Collectively, these findings suggest that sequence and length-dependent miRNA degradation helps control the overall abundance of miR-221/222, and their pro-inflammatory function during type-I IFN responses.
The Sidney & Joan Pestka Graduate and Post-Graduate Awards for Excellence in Interferon and Cytokine Research Sponsored by PBL Assay Science
The Sidney & Joan Pestka Graduate and Post-Graduate Awards are targeted to graduate students and post-doctoral fellows who have begun to make an impact in interferon and cytokine research. The Awards were originally designed to fill the gap among the awards offered by the ICIS to more senior investigators—the Young Investigator Award, the Christina Fleishmann Award, Honorary Membership, and The Seymour and Vivian Milstein Award. Candidates must be actively working in interferon/cytokine research but need not be ICIS members.

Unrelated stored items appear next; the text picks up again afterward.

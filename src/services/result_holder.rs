//! Process-wide cache of per-project analysis results.
//!
//! Each project owns a slot holding its latest snapshot and a single-flight
//! flag. A recomputation fetches build history without holding any lock,
//! classifies on the blocking pool and then swaps the snapshot in only if its
//! version is newer than the cached one. Readers always see a whole snapshot.

use chrono::Utc;
use std::collections::HashMap;
use std::sync::atomic::{AtomicBool, AtomicU64, Ordering};
use std::sync::Arc;
use std::time::Instant;
use tokio::sync::{mpsc, RwLock};
use tokio::task::JoinHandle;
use tracing::{debug, error, info, warn};

use super::test_classifier::TestClassifier;
use crate::domain::errors::DomainError;
use crate::domain::models::{AnalysisConfig, TestAnalysisResult};
use crate::domain::ports::{AnalysisWindow, BuildHistoryStore};

/// Event emitted by the holder for observability consumers.
#[derive(Debug, Clone, PartialEq, Eq)]
pub enum AnalysisEvent {
    /// A recomputation pass started.
    Started { project_id: String, version: u64 },
    /// A pass finished and its snapshot was installed.
    Completed {
        project_id: String,
        version: u64,
        flaky: usize,
        suspicious: usize,
        always_failing: usize,
        duration_ms: u64,
    },
    /// A pass finished after being superseded; its result was dropped.
    Discarded { project_id: String, version: u64 },
    /// A pass failed; the previous snapshot stays in place.
    Failed {
        project_id: String,
        version: u64,
        error: String,
    },
}

/// Outcome of one recomputation pass.
#[derive(Debug, Clone, PartialEq, Eq)]
pub enum RecomputeStatus {
    /// The new snapshot is now cached.
    Applied { version: u64 },
    /// A newer snapshot (or an invalidation) won; this result was dropped.
    Discarded { version: u64 },
    /// Fetching or classifying failed; the previous snapshot is retained.
    Failed { version: u64, error: String },
    /// Another pass for the project was already running.
    Coalesced,
}

/// Result of asking for a background recomputation.
#[derive(Debug)]
pub enum TriggerOutcome {
    /// A pass was spawned.
    Started {
        version: u64,
        handle: JoinHandle<RecomputeStatus>,
    },
    /// A pass for the project is already in flight.
    Coalesced,
}

impl TriggerOutcome {
    pub fn is_started(&self) -> bool {
        matches!(self, Self::Started { .. })
    }
}

#[derive(Debug)]
struct Snapshot {
    version: u64,
    result: Arc<TestAnalysisResult>,
}

#[derive(Debug)]
struct ProjectSlot {
    in_flight: AtomicBool,
    snapshot: RwLock<Snapshot>,
}

impl ProjectSlot {
    fn new(project_id: &str, version: u64) -> Self {
        Self {
            in_flight: AtomicBool::new(false),
            snapshot: RwLock::new(Snapshot {
                version,
                result: Arc::new(TestAnalysisResult::not_computed(project_id)),
            }),
        }
    }
}

/// Clears the slot's in-flight flag when the pass ends, however it ends.
struct InFlightGuard {
    slot: Arc<ProjectSlot>,
}

impl InFlightGuard {
    fn acquire(slot: &Arc<ProjectSlot>) -> Option<Self> {
        slot.in_flight
            .compare_exchange(false, true, Ordering::AcqRel, Ordering::Acquire)
            .ok()
            .map(|_| Self { slot: Arc::clone(slot) })
    }
}

impl Drop for InFlightGuard {
    fn drop(&mut self) {
        self.slot.in_flight.store(false, Ordering::Release);
    }
}

/// Cache of the latest [`TestAnalysisResult`] per project.
pub struct TestAnalysisResultHolder<S: BuildHistoryStore + ?Sized> {
    store: Arc<S>,
    classifier: Arc<TestClassifier>,
    window_days: u32,
    slots: Arc<RwLock<HashMap<String, Arc<ProjectSlot>>>>,
    versions: Arc<AtomicU64>,
    event_sender: Option<mpsc::Sender<AnalysisEvent>>,
}

impl<S: BuildHistoryStore + ?Sized> Clone for TestAnalysisResultHolder<S> {
    fn clone(&self) -> Self {
        Self {
            store: Arc::clone(&self.store),
            classifier: Arc::clone(&self.classifier),
            window_days: self.window_days,
            slots: Arc::clone(&self.slots),
            versions: Arc::clone(&self.versions),
            event_sender: self.event_sender.clone(),
        }
    }
}

impl<S: BuildHistoryStore + ?Sized + 'static> TestAnalysisResultHolder<S> {
    /// Create a holder reading from `store`.
    pub fn new(store: Arc<S>, config: &AnalysisConfig) -> Self {
        Self {
            store,
            classifier: Arc::new(TestClassifier::from_config(config)),
            window_days: config.window_days,
            slots: Arc::new(RwLock::new(HashMap::new())),
            versions: Arc::new(AtomicU64::new(0)),
            event_sender: None,
        }
    }

    /// Publish [`AnalysisEvent`]s on `sender`.
    pub fn with_event_sender(mut self, sender: mpsc::Sender<AnalysisEvent>) -> Self {
        self.event_sender = Some(sender);
        self
    }

    /// Latest snapshot for `project_id`.
    ///
    /// Returns a result with `start_date == None` if the project was never
    /// computed. Callers wanting a fallback walk up the project tree, see
    /// [`find_computed_result`](super::result_lookup::find_computed_result).
    pub async fn get_result(&self, project_id: &str) -> Arc<TestAnalysisResult> {
        let slot = self.slots.read().await.get(project_id).cloned();
        match slot {
            Some(slot) => Arc::clone(&slot.snapshot.read().await.result),
            None => Arc::new(TestAnalysisResult::not_computed(project_id)),
        }
    }

    /// Start a background recomputation unless one is already running.
    pub async fn trigger_recompute(&self, project_id: &str) -> TriggerOutcome {
        let slot = self.slot(project_id).await;
        let Some(guard) = InFlightGuard::acquire(&slot) else {
            debug!(project_id, "recomputation already in flight, coalescing trigger");
            return TriggerOutcome::Coalesced;
        };

        let version = self.next_version();
        let holder = self.clone();
        let project_id = project_id.to_string();
        let handle =
            tokio::spawn(async move { holder.run_pass(project_id, version, slot, guard).await });

        TriggerOutcome::Started { version, handle }
    }

    /// Run one recomputation pass in the current task.
    ///
    /// Shares the single-flight guard with [`Self::trigger_recompute`].
    pub async fn recompute(&self, project_id: &str) -> RecomputeStatus {
        let slot = self.slot(project_id).await;
        let Some(guard) = InFlightGuard::acquire(&slot) else {
            debug!(project_id, "recomputation already in flight, coalescing");
            return RecomputeStatus::Coalesced;
        };

        let version = self.next_version();
        self.run_pass(project_id.to_string(), version, slot, guard)
            .await
    }

    /// Drop the cached snapshot for `project_id`.
    ///
    /// Any pass already running for the project is superseded: its result is
    /// discarded when it completes, and a new trigger may start right away.
    pub async fn invalidate(&self, project_id: &str) {
        let version = self.next_version();
        let fresh = Arc::new(ProjectSlot::new(project_id, version));
        self.slots
            .write()
            .await
            .insert(project_id.to_string(), fresh);
        info!(project_id, version, "analysis result invalidated");
    }

    /// Whether a pass for `project_id` is currently running.
    pub async fn is_recomputing(&self, project_id: &str) -> bool {
        self.slots
            .read()
            .await
            .get(project_id)
            .is_some_and(|slot| slot.in_flight.load(Ordering::Acquire))
    }

    /// Ids of projects that have a computed snapshot, sorted.
    pub async fn computed_projects(&self) -> Vec<String> {
        let slots: Vec<(String, Arc<ProjectSlot>)> = self
            .slots
            .read()
            .await
            .iter()
            .map(|(id, slot)| (id.clone(), Arc::clone(slot)))
            .collect();

        let mut computed = Vec::new();
        for (id, slot) in slots {
            if slot.snapshot.read().await.result.is_computed() {
                computed.push(id);
            }
        }
        computed.sort();
        computed
    }

    async fn slot(&self, project_id: &str) -> Arc<ProjectSlot> {
        if let Some(slot) = self.slots.read().await.get(project_id) {
            return Arc::clone(slot);
        }

        let mut slots = self.slots.write().await;
        Arc::clone(
            slots
                .entry(project_id.to_string())
                .or_insert_with(|| Arc::new(ProjectSlot::new(project_id, 0))),
        )
    }

    fn next_version(&self) -> u64 {
        self.versions.fetch_add(1, Ordering::AcqRel) + 1
    }

    async fn run_pass(
        &self,
        project_id: String,
        version: u64,
        slot: Arc<ProjectSlot>,
        _guard: InFlightGuard,
    ) -> RecomputeStatus {
        let started_at = Utc::now();
        let timer = Instant::now();
        info!(project_id = %project_id, version, "recomputation started");
        self.emit(AnalysisEvent::Started {
            project_id: project_id.clone(),
            version,
        });

        let window = AnalysisWindow::last_days(self.window_days, started_at);
        let records = match self.store.fetch_executions(&project_id, &window).await {
            Ok(records) => records,
            Err(err) => return self.fail(&project_id, version, &err),
        };
        debug!(project_id = %project_id, version, records = records.len(), "build history fetched");

        let classifier = Arc::clone(&self.classifier);
        let pass_project = project_id.clone();
        let classified = tokio::task::spawn_blocking(move || {
            classifier.classify_project(&pass_project, records, started_at)
        })
        .await;

        let result = match classified {
            Ok(Ok(result)) => result,
            Ok(Err(err)) => return self.fail(&project_id, version, &err),
            Err(join_err) => {
                let err = DomainError::ValidationFailed(format!("classification aborted: {join_err}"));
                return self.fail(&project_id, version, &err);
            }
        };

        let (flaky, suspicious, always_failing) = (
            result.flaky_tests.len(),
            result.suspicious_tests.len(),
            result.always_failing_tests.len(),
        );

        if !self.apply(&project_id, &slot, version, result).await {
            warn!(project_id = %project_id, version, "stale recomputation result discarded");
            self.emit(AnalysisEvent::Discarded {
                project_id,
                version,
            });
            return RecomputeStatus::Discarded { version };
        }

        let duration_ms = u64::try_from(timer.elapsed().as_millis()).unwrap_or(u64::MAX);
        info!(
            project_id = %project_id,
            version,
            flaky,
            suspicious,
            always_failing,
            duration_ms,
            "recomputation completed"
        );
        self.emit(AnalysisEvent::Completed {
            project_id,
            version,
            flaky,
            suspicious,
            always_failing,
            duration_ms,
        });
        RecomputeStatus::Applied { version }
    }

    /// Install `result` if `slot` is still the project's slot and `version`
    /// is newer than its snapshot.
    async fn apply(
        &self,
        project_id: &str,
        slot: &Arc<ProjectSlot>,
        version: u64,
        result: TestAnalysisResult,
    ) -> bool {
        let current = self.slots.read().await.get(project_id).cloned();
        if !current.is_some_and(|current| Arc::ptr_eq(&current, slot)) {
            return false;
        }

        let mut snapshot = slot.snapshot.write().await;
        if version <= snapshot.version {
            return false;
        }
        *snapshot = Snapshot {
            version,
            result: Arc::new(result),
        };
        true
    }

    fn fail(&self, project_id: &str, version: u64, err: &DomainError) -> RecomputeStatus {
        error!(
            project_id,
            version,
            error = %err,
            "recomputation failed, keeping previous result"
        );
        self.emit(AnalysisEvent::Failed {
            project_id: project_id.to_string(),
            version,
            error: err.to_string(),
        });
        RecomputeStatus::Failed {
            version,
            error: err.to_string(),
        }
    }

    fn emit(&self, event: AnalysisEvent) {
        if let Some(ref sender) = self.event_sender {
            if let Err(err) = sender.try_send(event) {
                debug!(error = %err, "analysis event dropped");
            }
        }
    }
}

Awards: Each award amounts to a $3500 cash award, $1500 travel grant, a $2500 PBL Assay Science product credit for each awardee, and a complementary one-year ICIS membership. Each awardee will receive a check in the amount of $5000 payable to the awardee at the annual ICIS Awards Ceremony. Should an awardee not attend the annual ICIS meeting, a travel grant will not be awarded and that awardee will receive a check in the amount of $3500 following the ICIS meeting. Each awardee will also receive a $2500 product credit from PBL Assay Science good for one year from the date of the award. This is an annual award, and a recipient may receive an award only once. An individual who receives the Graduate Award, however, remains eligible for the Post-Graduate Award. One award will be given to a graduate student and one award to a post-doctoral fellow where candidates of suitable caliber are identified. In years where a suitable candidate is not identified, an award will not be bestowed.